* _Task statement_
Only the lines from the first line of the records through the line containing "on 31 December" belong in the answer. Copy them exactly.

* _Task inputs_
------------------------

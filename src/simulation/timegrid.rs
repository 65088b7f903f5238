use chrono::{DateTime, Duration, FixedOffset, TimeZone, Utc};
use chrono_tz::Tz;

use crate::error::{Result, SimError};

/// Longest interval the grid generator accepts, minutes
pub const MAX_GRID_INTERVAL_MINUTES: u32 = 1440;

/// Evenly spaced timestamps from `start` to `end` inclusive
///
/// Steps are taken in absolute time, so a DST transition neither repeats nor
/// skips a sample; timestamps are expressed in the grid's time zone.
#[derive(Debug, Clone, PartialEq)]
pub struct TimeGrid {
    start: DateTime<Utc>,
    end: DateTime<Utc>,
    interval_minutes: u32,
    timezone: Tz,
}

impl TimeGrid {
    pub fn new(
        start: DateTime<FixedOffset>,
        end: DateTime<FixedOffset>,
        interval_minutes: u32,
        timezone: Tz,
    ) -> Result<Self> {
        if !(1..=MAX_GRID_INTERVAL_MINUTES).contains(&interval_minutes) {
            return Err(SimError::invalid(
                "interval_minutes",
                format!("{interval_minutes} outside [1, {MAX_GRID_INTERVAL_MINUTES}]"),
            ));
        }
        if end < start {
            return Err(SimError::invalid(
                "end",
                format!("end {end} precedes start {start}"),
            ));
        }
        Ok(Self {
            start: start.with_timezone(&Utc),
            end: end.with_timezone(&Utc),
            interval_minutes,
            timezone,
        })
    }

    /// Local midnight on 1 January through 23:59:59 on 31 December
    pub fn for_year(year: i32, timezone: Tz, interval_minutes: u32) -> Result<Self> {
        let start = timezone
            .with_ymd_and_hms(year, 1, 1, 0, 0, 0)
            .earliest()
            .ok_or_else(|| SimError::invalid("year", format!("no local start of year {year}")))?;
        let end = timezone
            .with_ymd_and_hms(year, 12, 31, 23, 59, 59)
            .latest()
            .ok_or_else(|| SimError::invalid("year", format!("no local end of year {year}")))?;
        Self::new(start.fixed_offset(), end.fixed_offset(), interval_minutes, timezone)
    }

    pub fn start(&self) -> DateTime<FixedOffset> {
        self.start.with_timezone(&self.timezone).fixed_offset()
    }

    pub fn end(&self) -> DateTime<FixedOffset> {
        self.end.with_timezone(&self.timezone).fixed_offset()
    }

    pub fn interval(&self) -> Duration {
        Duration::minutes(self.interval_minutes as i64)
    }

    pub fn interval_minutes(&self) -> u32 {
        self.interval_minutes
    }

    pub fn interval_hours(&self) -> f64 {
        self.interval_minutes as f64 / 60.0
    }

    pub fn timezone(&self) -> Tz {
        self.timezone
    }

    pub fn len(&self) -> usize {
        ((self.end - self.start).num_seconds() / (self.interval_minutes as i64 * 60)) as usize + 1
    }

    pub fn is_empty(&self) -> bool {
        self.len() == 0
    }

    pub fn timestamps(&self) -> Vec<DateTime<FixedOffset>> {
        let step = self.interval();
        (0..self.len())
            .map(|k| {
                (self.start + step * k as i32)
                    .with_timezone(&self.timezone)
                    .fixed_offset()
            })
            .collect()
    }
}
//! # Irradiance-to-Power Pipeline
//!
//! Composes the per-timestamp stages:
//!
//! ```text
//! geometry/clear sky -> cloud attenuation -> POA transposition
//!                    -> cell temperature -> power derating
//! ```
//!
//! Each stage is a pure function over value types. The models used by each
//! stage are fixed when the [`Pipeline`] is built and never change during a
//! run, which is what makes a `Pipeline` safe to share across worker threads.

pub mod cloud;
pub mod decomposition;
pub mod iam;
pub mod poa;
pub mod power;
pub mod temperature;

use std::sync::Arc;

use chrono::{DateTime, Datelike, FixedOffset};
use serde::{Deserialize, Serialize};

use crate::domain::{
    IrradianceComponents, Location, PanelArray, PowerSample, SunPosition, WeatherSample,
};
use crate::error::{Result, SimError};
use crate::solar::{SolarGeometry, SpaIneichen};

pub use cloud::{attenuate, CloudCover, CloudModel};
pub use iam::IamModel;
pub use poa::{transpose, DiffuseModel, DEFAULT_ALBEDO};
pub use power::{power, temperature_factor, DerateFactors, PowerOutput};
pub use temperature::{cell_temperature, ThermalModel, ThermalModelKind};

/// Wind speed assumed when a sample carries none, m/s
pub const DEFAULT_WIND_SPEED: f64 = 1.0;

/// Models selected for each interchangeable stage
#[derive(Debug, Clone, Copy, PartialEq, Serialize, Deserialize)]
pub struct ModelSet {
    pub cloud: CloudModel,
    pub diffuse: DiffuseModel,
    pub iam: IamModel,
    pub thermal: ThermalModel,
}

impl ModelSet {
    /// Default models with the standard thermal parameters for `panel`
    pub fn for_panel(panel: &PanelArray) -> Self {
        Self {
            cloud: CloudModel::default(),
            diffuse: DiffuseModel::default(),
            iam: IamModel::default(),
            thermal: ThermalModel::standard(ThermalModelKind::default(), panel),
        }
    }
}

/// Ambient conditions assumed for a clear-sky run
#[derive(Debug, Clone, Copy, PartialEq, Serialize, Deserialize)]
pub struct ClearSkyConditions {
    pub ambient_temp_c: f64,
    pub wind_speed: f64,
    pub cloud_cover: CloudCover,
}

impl Default for ClearSkyConditions {
    fn default() -> Self {
        Self {
            ambient_temp_c: 25.0,
            wind_speed: DEFAULT_WIND_SPEED,
            cloud_cover: CloudCover::CLEAR,
        }
    }
}

/// Where the irradiance for one timestamp comes from
#[derive(Debug, Clone, Copy)]
pub enum SkyCondition<'a> {
    ClearSky(ClearSkyConditions),
    Observed(&'a WeatherSample),
}

pub struct Pipeline {
    geometry: Arc<dyn SolarGeometry>,
    models: ModelSet,
    albedo: f64,
    derate: DerateFactors,
}

impl std::fmt::Debug for Pipeline {
    fn fmt(&self, f: &mut std::fmt::Formatter<'_>) -> std::fmt::Result {
        f.debug_struct("Pipeline")
            .field("models", &self.models)
            .field("albedo", &self.albedo)
            .field("derate", &self.derate)
            .finish_non_exhaustive()
    }
}

impl Pipeline {
    pub fn new(
        geometry: Arc<dyn SolarGeometry>,
        models: ModelSet,
        albedo: f64,
        derate: DerateFactors,
    ) -> Result<Self> {
        if !(0.0..=1.0).contains(&albedo) {
            return Err(SimError::invalid("albedo", format!("{albedo} outside [0, 1]")));
        }
        models.thermal.validate()?;
        derate.validate()?;
        Ok(Self {
            geometry,
            models,
            albedo,
            derate,
        })
    }

    /// SPA/Ineichen geometry, default models, default albedo, no losses
    pub fn with_defaults(panel: &PanelArray) -> Self {
        Self {
            geometry: Arc::new(SpaIneichen::default()),
            models: ModelSet::for_panel(panel),
            albedo: DEFAULT_ALBEDO,
            derate: DerateFactors::default(),
        }
    }

    pub fn models(&self) -> &ModelSet {
        &self.models
    }

    pub fn derate(&self) -> &DerateFactors {
        &self.derate
    }

    pub fn geometry(&self) -> &dyn SolarGeometry {
        self.geometry.as_ref()
    }

    /// Run every stage for one timestamp.
    pub fn evaluate(
        &self,
        timestamp: DateTime<FixedOffset>,
        location: &Location,
        panel: &PanelArray,
        sky: SkyCondition<'_>,
    ) -> Result<PowerSample> {
        let sun = self.geometry.sun_position(timestamp, location)?;
        let (ambient, wind) = match sky {
            SkyCondition::ClearSky(c) => (c.ambient_temp_c, c.wind_speed),
            SkyCondition::Observed(sample) => {
                let ambient = sample.ambient_temp_c.ok_or_else(|| {
                    SimError::bad_sample(timestamp, "ambient_temp", None, "missing ambient temperature")
                })?;
                (ambient, sample.wind_speed.unwrap_or(DEFAULT_WIND_SPEED))
            }
        };

        if !sun.is_above_horizon() {
            return Ok(PowerSample::night(
                timestamp,
                sun,
                ambient,
                temperature_factor(panel.temp_coefficient(), ambient),
                self.derate.inverter_efficiency.is_some(),
            ));
        }

        let irradiance = self.resolve_irradiance(timestamp, location, &sun, sky)?;
        let poa = transpose(
            irradiance,
            sun.zenith_deg,
            sun.azimuth_deg,
            panel.tilt_deg(),
            panel.azimuth_deg(),
            self.albedo,
            self.models.diffuse,
            self.models.iam,
        )?;
        let cell_temperature_c = cell_temperature(poa.global, ambient, wind, &self.models.thermal)?;
        let output = power(poa.global, cell_temperature_c, panel, &self.derate)?;

        Ok(PowerSample {
            timestamp,
            dc_power_w: output.dc_power_w,
            ac_power_w: output.ac_power_w,
            poa,
            cell_temperature_c,
            temperature_factor: output.temperature_factor,
            ambient_temp_c: ambient,
            irradiance,
            sun,
        })
    }

    fn resolve_irradiance(
        &self,
        timestamp: DateTime<FixedOffset>,
        location: &Location,
        sun: &SunPosition,
        sky: SkyCondition<'_>,
    ) -> Result<IrradianceComponents> {
        let sample = match sky {
            SkyCondition::ClearSky(c) => {
                let clear = self.geometry.clear_sky(timestamp, sun, location);
                return attenuate(clear, c.cloud_cover, sun.elevation_deg, self.models.cloud);
            }
            SkyCondition::Observed(sample) => sample,
        };

        let cos_z = sun.cos_zenith().max(0.0);
        let measured = match (sample.ghi, sample.dni, sample.dhi) {
            (Some(ghi), Some(dni), Some(dhi)) => Some(IrradianceComponents { ghi, dni, dhi }),
            (Some(ghi), Some(dni), None) => Some(IrradianceComponents {
                ghi,
                dni,
                dhi: (ghi - dni * cos_z).max(0.0),
            }),
            (Some(ghi), None, Some(dhi)) => Some(IrradianceComponents {
                ghi,
                dni: if cos_z > 0.0 { ((ghi - dhi) / cos_z).max(0.0) } else { 0.0 },
                dhi,
            }),
            (None, Some(dni), Some(dhi)) => Some(IrradianceComponents {
                ghi: dhi + dni * cos_z,
                dni,
                dhi,
            }),
            (Some(ghi), None, None) => {
                Some(decomposition::erbs(ghi, sun.zenith_deg, timestamp.ordinal()))
            }
            _ => None,
        };
        if let Some(irradiance) = measured {
            return Ok(irradiance);
        }

        match sample.cloud_cover_percent {
            Some(percent) => {
                let clear = self.geometry.clear_sky(timestamp, sun, location);
                attenuate(
                    clear,
                    CloudCover::Percent(percent),
                    sun.elevation_deg,
                    self.models.cloud,
                )
            }
            None => Err(SimError::bad_sample(
                timestamp,
                "irradiance",
                None,
                "sample has neither usable irradiance nor cloud cover",
            )),
        }
    }
}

------------------------

* _Expected answer_
filename src/simulation/timegrid.rs
repository 65088b7f903f5238
use chrono::{DateTime, Duration, FixedOffset, TimeZone, Utc};
use chrono_tz::Tz;

use crate::error::{Result, SimError};

/// Longest interval the grid generator accepts, minutes
pub const MAX_GRID_INTERVAL_MINUTES: u32 = 1440;

/// Evenly spaced timestamps from `start` to `end` inclusive
///
/// Steps are taken in absolute time, so a DST transition neither repeats nor
/// skips a sample; timestamps are expressed in the grid's time zone.
#[derive(Debug, Clone, PartialEq)]
pub struct TimeGrid {
    start: DateTime<Utc>,
    end: DateTime<Utc>,
    interval_minutes: u32,
    timezone: Tz,
}

impl TimeGrid {
    pub fn new(
        start: DateTime<FixedOffset>,
        end: DateTime<FixedOffset>,
        interval_minutes: u32,
        timezone: Tz,
    ) -> Result<Self> {
        if !(1..=MAX_GRID_INTERVAL_MINUTES).contains(&interval_minutes) {
            return Err(SimError::invalid(
                "interval_minutes",
                format!("{interval_minutes} outside [1, {MAX_GRID_INTERVAL_MINUTES}]"),
            ));
        }
        if end < start {
            return Err(SimError::invalid(
                "end",
                format!("end {end} precedes start {start}"),
            ));
        }
        Ok(Self {
            start: start.with_timezone(&Utc),
            end: end.with_timezone(&Utc),
            interval_minutes,
            timezone,
        })
    }

    /// Local midnight on 1 January through 23:59:59 on 31 December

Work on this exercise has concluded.